È notizia di questi giorni che il prefetto di Milano ha interpellato il Ministero degli Interni sulla questione della trascrizione integrale degli atti di nascita di bambini nati da utero in affitto, trascrizione che il sindaco di Milano Giuseppe Sala aveva disposto nel luglio scorso. In particolare, lo scorso 2 luglio 2022 in occasione del Gay Pride il sindaco di Milano Beppe Sala annunciava pubblicamente dal palco della manifestazione di avereda ieri riattivato il riconoscimento dei figli nati in Italia da coppie omogenitoriali. È con grande gioia che ho firmato ieri io personalmente nel mio ufficio” aggiungendo che “Milano vuole essere la capitale dei diritti e dei doveri!”.[1]

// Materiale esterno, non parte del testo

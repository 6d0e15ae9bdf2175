//! Application state and routing

use crate::handlers;
use crate::middleware::{rate_limit, track_metrics};
use axum::{
    extract::FromRef,
    middleware,
    routing::{get, post},
    Router,
};
use std::sync::Arc;
use storyforge_common::{
    config::{AppConfig, AuthConfig},
    engine::EngineSettings,
    ratelimit::RegistrationPacer,
    BatchOptions, Orchestrator, ProvenanceStore, Reconciler, RegistrationClient,
    RegistrationEngine,
};
use tower_http::{
    cors::{Any, CorsLayer},
    request_id::{MakeRequestUuid, PropagateRequestIdLayer, SetRequestIdLayer},
    timeout::TimeoutLayer,
    trace::TraceLayer,
};

/// Application state shared across handlers
#[derive(Clone)]
pub struct AppState {
    pub config: Arc<AppConfig>,
    pub auth: Arc<AuthConfig>,
    pub store: Arc<dyn ProvenanceStore>,
    pub reconciler: Arc<Reconciler>,
    pub orchestrator: Arc<Orchestrator>,
}

impl AppState {
    /// Wire the engine, reconciler and orchestrator around one store and
    /// one registration client
    pub fn build(
        config: Arc<AppConfig>,
        store: Arc<dyn ProvenanceStore>,
        client: Arc<dyn RegistrationClient>,
    ) -> Self {
        let engine = Arc::new(RegistrationEngine::new(
            store.clone(),
            client,
            EngineSettings::from_config(&config),
        ));
        let pacer = RegistrationPacer::new(config.pacing_interval(), config.backfill.pacing_burst);

        Self {
            auth: Arc::new(config.auth.clone()),
            reconciler: Arc::new(Reconciler::new(store.clone(), engine.clone())),
            orchestrator: Arc::new(Orchestrator::new(engine, pacer)),
            store,
            config,
        }
    }

    pub fn batch_defaults(&self) -> BatchOptions {
        BatchOptions::from_config(&self.config.backfill)
    }
}

impl FromRef<AppState> for Arc<AuthConfig> {
    fn from_ref(state: &AppState) -> Self {
        state.auth.clone()
    }
}

/// Create the main application router
pub fn create_router(state: AppState) -> Router {
    // CORS configuration
    let cors = CorsLayer::new()
        .allow_origin(Any)
        .allow_methods(Any)
        .allow_headers(Any);

    // Request ID propagation
    let request_id = SetRequestIdLayer::x_request_id(MakeRequestUuid);
    let propagate_id = PropagateRequestIdLayer::x_request_id();

    let mut api_routes = Router::new()
        // Provider webhook (optional shared token)
        .route("/webhooks/replicate", post(handlers::webhooks::training_notification))
        // Job endpoints
        .route("/jobs/{id}", get(handlers::jobs::get_job))
        .route("/jobs/{id}/provenance", get(handlers::jobs::get_provenance))
        // Admin endpoints (admin key)
        .route("/admin/jobs/{id}/register", post(handlers::admin::register_job))
        .route("/admin/registrations/retry", post(handlers::admin::retry_registrations))
        .route("/admin/registrations/status", get(handlers::admin::registration_status));

    let limits = &state.config.rate_limit;
    if limits.enabled {
        if let Some(limiter) = rate_limit::create_rate_limiter(limits.requests_per_second, limits.burst) {
            let limit = limits.requests_per_second;
            api_routes = api_routes.layer(middleware::from_fn(move |request, next| {
                rate_limit::rate_limit_middleware(limiter.clone(), limit, request, next)
            }));
        }
    }

    // Compose the app
    Router::new()
        .route("/health", get(handlers::health::health))
        .route("/ready", get(handlers::health::ready))
        .nest("/v1", api_routes)
        .layer(middleware::from_fn(track_metrics))
        .layer(TimeoutLayer::new(state.config.request_timeout()))
        .layer(TraceLayer::new_for_http())
        .layer(cors)
        .layer(propagate_id)
        .layer(request_id)
        .with_state(state)
}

La pratica dell’utero in affitto -o gestazione per altri- non può essere a nessun titolo considerata un diritto. In Italia costituisce infatti unreato ai sensi della legge 40/2004 (art. 12, comma 6): “Chiunque, in qualsiasi forma, realizza, organizza o pubblicizza la commercializzazione di gameti o di embrioni o la surrogazione di maternità è punito con la reclusione da tre mesi a due anni e con la multa da 600.000 a un milione di euro”.

Tutte le successive sentenze in materia ribadiscono senza eccezioni in modo inequivoco il divieto e la condanna della gestazione per altri, pratica a cui è attribuito un «elevato grado di disvalore» in quanto «offende in modo intollerabile la dignità della donna e mina nel profondo le relazioni umane» (Corte costituzionale, sentenza 272/2017).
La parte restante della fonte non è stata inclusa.